Connie Culp, former BVRS client, has become the first person in the United States to receive a near-total face transplant.


A multi-disciplinary team of doctors and surgeons at the Cleveland Clinic spent 22 hours replacing 80 percent of Mrs. Culp’s face that was shattered in a 2004 shotgun blast.


Mrs. Culp received the face from a cadaver on December 2008.  Of her deceased donor, she said, “I love her.”


In what has been called the largest and most complex face transplant in the world, surgeons integrated different functional components such as nose and lower eyelids, as well as different tissue types including skin, muscles, bony structures, arteries, veins and nerves. Only left untouched were her upper eyelids, forehead, lower lip and chin.


In customary humor that endeared her to BVRS staff and fellow clients, Mrs. Culp said, “It’s great to have a nose again.”


While she has shown no signs of rejecting the new face, Mrs. Culp will have to take anti rejection medication for the rest of her life. She is able to smell and breathe through her nose and can taste and eat solid food again. Most importantly, she is mostly out of pain.

 

Mrs. Culp credits BVRS’s Personal Adjustment to Blindness Training Program, which she attended from August 2007 through February 2008, for providing tremendous emotional support as well as teaching her how to live independently before she underwent reconstructive surgery.


 “When I first got there, I was so down and the (BVRS) staff motivated me so much. What’s wonderful is having all the people there who can help you in so many ways all in one place to work out all the problems together.


“I learned how to use a cane and cross streets, how to get around in the kitchen, they taught me Braille. Ken Wojtczak taught me how to wire a house and take a sink apart and put it back together again. Now I can get around and do for myself. I tell everyone who needs services to call (BVRS).”
Mrs. Culp said she hopes to return to BVRS for vocational services.

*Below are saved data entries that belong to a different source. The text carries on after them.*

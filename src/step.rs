//! # Step catalog (C2)
//!
//! The tagged variants of pipeline steps and their semantic attributes.
//! Kinds not listed here ("others exist but are opaque to listed rules",
//! §3) are represented by [`StepKind::Opaque`] so the pipeline can still
//! carry steps no rewrite rule understands without losing round-trip
//! fidelity.

use crate::pipeline::{Pipeline, StepId};
use crate::predicate::Predicate;
use crate::requirement::RequirementSet;
use crate::value::Value;

/// `(key, predicate, value)` triple carried by `has`-family steps.
#[derive(Debug, Clone, PartialEq)]
pub struct HasContainer {
    pub key: String,
    pub predicate: Predicate,
}

impl HasContainer {
    pub fn new(key: impl Into<String>, predicate: Predicate) -> Self {
        HasContainer {
            key: key.into(),
            predicate,
        }
    }
}

/// Inclusive-low, exclusive-or-unbounded-high bound pair for `range`.
///
/// `high = None` means unbounded (serialized as `-1`, §6).
#[derive(Debug, Clone, Copy, PartialEq, Eq)]
pub struct RangeBounds {
    pub low: i64,
    pub high: Option<i64>,
}

impl RangeBounds {
    pub fn bounded(low: i64, high: i64) -> Self {
        RangeBounds {
            low,
            high: Some(high),
        }
    }

    pub fn unbounded(low: i64) -> Self {
        RangeBounds { low, high: None }
    }

    /// The number of elements this range admits, if finite.
    pub fn len(&self) -> Option<i64> {
        self.high.map(|h| (h - self.low).max(0))
    }
}

/// The tagged kind of a pipeline step.
#[derive(Debug, Clone, PartialEq)]
pub enum StepKind {
    VertexSource,
    EdgeSource,
    Out,
    In,
    Both,
    OutEdges,
    InEdges,
    /// A `has`-family filter over a single container.
    Has(HasContainer),
    /// `has(child-traversal)`, optionally negated. The nested body lives in
    /// the owning [`crate::pipeline::Step`]'s `children[0]`.
    HasTraversal { negate: bool },
    Count,
    /// `is(predicate, value)`; the predicate variant itself carries `value`
    /// (§3's separate "value" is folded into the predicate here).
    Is(Predicate),
    Range(RangeBounds),
    Identity,
    /// A pure filter step this crate's rules don't special-case, carrying a
    /// declared selectivity hint used by `FilterReordering`.
    FilterOpaque {
        name: String,
        selectivity_hint: Option<f64>,
    },
    GroupCount,
    Fold,
    Order,
    Profile,
    /// Internal marker step inserted by `ProfileInjection` (§4.3.2) ahead
    /// of every other step once a `Profile` step is present anywhere in
    /// the pipeline. Not part of the externally-named step kinds in §3;
    /// an implementation detail of that one rule.
    ProfileProbe,
    /// A `vertex-source` folded with an `id` constraint by
    /// `VerticesByIdFolding` (§4.3.2): a direct id-lookup.
    VertexSourceById(Vec<Value>),
    SideEffectOpaque {
        name: String,
    },
    /// Any other kind, carried opaquely for round-trip fidelity.
    Opaque {
        name: String,
        args: Vec<Value>,
    },
}

impl StepKind {
    /// True for steps `FilterReordering` (§4.3.2) is allowed to permute:
    /// steps that only decide whether a traverser continues, never mutate
    /// side effects, and (per the contract) carry no nested traversal with
    /// side effects of its own.
    pub fn is_pure_filter(&self) -> bool {
        matches!(
            self,
            StepKind::Has(_) | StepKind::Is(_) | StepKind::FilterOpaque { .. }
        )
    }

    pub fn is_barrier(&self) -> bool {
        matches!(
            self,
            StepKind::Count | StepKind::Order | StepKind::Fold | StepKind::GroupCount
        )
    }

    pub fn selectivity_hint(&self) -> Option<f64> {
        match self {
            StepKind::FilterOpaque {
                selectivity_hint, ..
            } => *selectivity_hint,
            _ => None,
        }
    }
}

/// A node in a pipeline (§3).
#[derive(Debug, Clone, PartialEq)]
pub struct Step {
    id: StepId,
    kind: StepKind,
    labels: Vec<String>,
    children: Vec<Pipeline>,
    requirements: RequirementSet,
}

impl Step {
    pub(crate) fn new(id: StepId, kind: StepKind) -> Self {
        let requirements = Self::intrinsic_requirements(&kind);
        Step {
            id,
            kind,
            labels: Vec::new(),
            children: Vec::new(),
            requirements,
        }
    }

    fn intrinsic_requirements(kind: &StepKind) -> RequirementSet {
        use crate::requirement::Requirement::*;
        match kind {
            StepKind::Count | StepKind::Fold | StepKind::Order | StepKind::GroupCount => {
                RequirementSet::of([Bulk, Object])
            }
            StepKind::SideEffectOpaque { .. } => RequirementSet::of([SideEffects, Object]),
            StepKind::HasTraversal { .. } => RequirementSet::of([Object]),
            StepKind::Profile | StepKind::ProfileProbe => RequirementSet::of([Bulk, Object]),
            _ => RequirementSet::of([Object]),
        }
    }

    pub fn id(&self) -> StepId {
        self.id
    }

    pub fn kind(&self) -> &StepKind {
        &self.kind
    }

    pub fn kind_mut(&mut self) -> &mut StepKind {
        &mut self.kind
    }

    pub fn set_kind(&mut self, kind: StepKind) {
        self.kind = kind;
    }

    pub fn labels(&self) -> &[String] {
        &self.labels
    }

    pub fn add_label(&mut self, label: impl Into<String>) {
        self.labels.push(label.into());
    }

    pub fn is_labeled(&self) -> bool {
        !self.labels.is_empty()
    }

    pub fn children(&self) -> &[Pipeline] {
        &self.children
    }

    pub fn children_mut(&mut self) -> &mut Vec<Pipeline> {
        &mut self.children
    }

    pub fn push_child(&mut self, child: Pipeline) {
        self.children.push(child);
    }

    pub fn requirements(&self) -> RequirementSet {
        self.requirements
    }

    pub fn add_requirement(&mut self, r: crate::requirement::Requirement) {
        self.requirements.insert(r);
    }

    /// True if this step has a side effect directly, or through a nested
    /// child pipeline that does — used by `RangeByIsCount`'s `COMPUTER`
    /// legality check and `FilterReordering`'s "pure filter run" contract.
    pub fn has_side_effects(&self) -> bool {
        matches!(self.kind, StepKind::SideEffectOpaque { .. })
            || self
                .children
                .iter()
                .any(|c| c.steps().iter().any(Step::has_side_effects))
    }
}
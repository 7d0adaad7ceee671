//! Benchmarks for `apply()` over representative pipeline shapes: a short
//! chain that only `RangeByIsCount` touches, and a longer chain that
//! exercises the full built-in strategy set together.

use criterion::{black_box, criterion_group, criterion_main, Criterion};

use travopt::engine::EngineTag;
use travopt::pipeline::Pipeline;
use travopt::predicate::Predicate;
use travopt::step::{HasContainer, RangeBounds, StepKind};
use travopt::strategy::{self, StrategyRegistry};
use travopt::value::Value;

fn range_by_is_count_pipeline() -> Pipeline {
    let mut p = Pipeline::new();
    p.append_step(StepKind::VertexSource).unwrap();
    p.append_step(StepKind::Out).unwrap();
    p.append_step(StepKind::Count).unwrap();
    p.append_step(StepKind::Is(Predicate::Gte(Value::Int(100))))
        .unwrap();
    p
}

fn mixed_pipeline() -> Pipeline {
    let mut p = Pipeline::new();
    p.append_step(StepKind::VertexSource).unwrap();
    p.append_step(StepKind::Has(HasContainer::new(
        "id",
        Predicate::Eq(Value::Int(1)),
    )))
    .unwrap();
    p.append_step(StepKind::Identity).unwrap();
    p.append_step(StepKind::Out).unwrap();
    p.append_step(StepKind::FilterOpaque {
        name: "costly".to_string(),
        selectivity_hint: Some(0.8),
    })
    .unwrap();
    p.append_step(StepKind::Has(HasContainer::new(
        "age",
        Predicate::Gt(Value::Int(18)),
    )))
    .unwrap();
    p.append_step(StepKind::Range(RangeBounds::bounded(0, 1000)))
        .unwrap();
    p.append_step(StepKind::Count).unwrap();
    p.append_step(StepKind::Is(Predicate::Lte(Value::Int(50))))
        .unwrap();
    p
}

fn bench_range_by_is_count(c: &mut Criterion) {
    let registry = StrategyRegistry::init();
    c.bench_function("apply/range_by_is_count_only", |b| {
        b.iter(|| {
            let mut p = range_by_is_count_pipeline();
            strategy::apply(black_box(&mut p), EngineTag::Standard, &registry.all()).unwrap();
        });
    });
}

fn bench_mixed_pipeline(c: &mut Criterion) {
    let registry = StrategyRegistry::init();
    c.bench_function("apply/mixed_strategies", |b| {
        b.iter(|| {
            let mut p = mixed_pipeline();
            strategy::apply(black_box(&mut p), EngineTag::Standard, &registry.all()).unwrap();
        });
    });
}

criterion_group!(benches, bench_range_by_is_count, bench_mixed_pipeline);
criterion_main!(benches);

Mrs. Culp was blinded and disfigured in September 2004 in a murder-suicide attempt in Hopedale, Ohio, when her husband Thomas, shot her in the face from just eight feet way, then turned the gun on himself. Both survived. Mr. Culp was convicted in 2005 and sentenced to seven years in prison.


The blast shattered Mrs. Culp’s nose, cheeks, the roof of her mouth and an eye. Hundreds of fragments of shotgun pellet and bone splinters were embedded in her face. She could only eat liquids through a straw, was unable to smell and able to breathe through a hollow tube surgically inserted in her trachea.


The clinic expects to absorb the cost of the transplant, estimated between $250,000 to $300,000, because it was experimental. The transplant team was led by Maria Siemionow, M.D., Ph.D., Director of Plastic Surgery Research and Head of Microsurgery Training at Cleveland Clinic.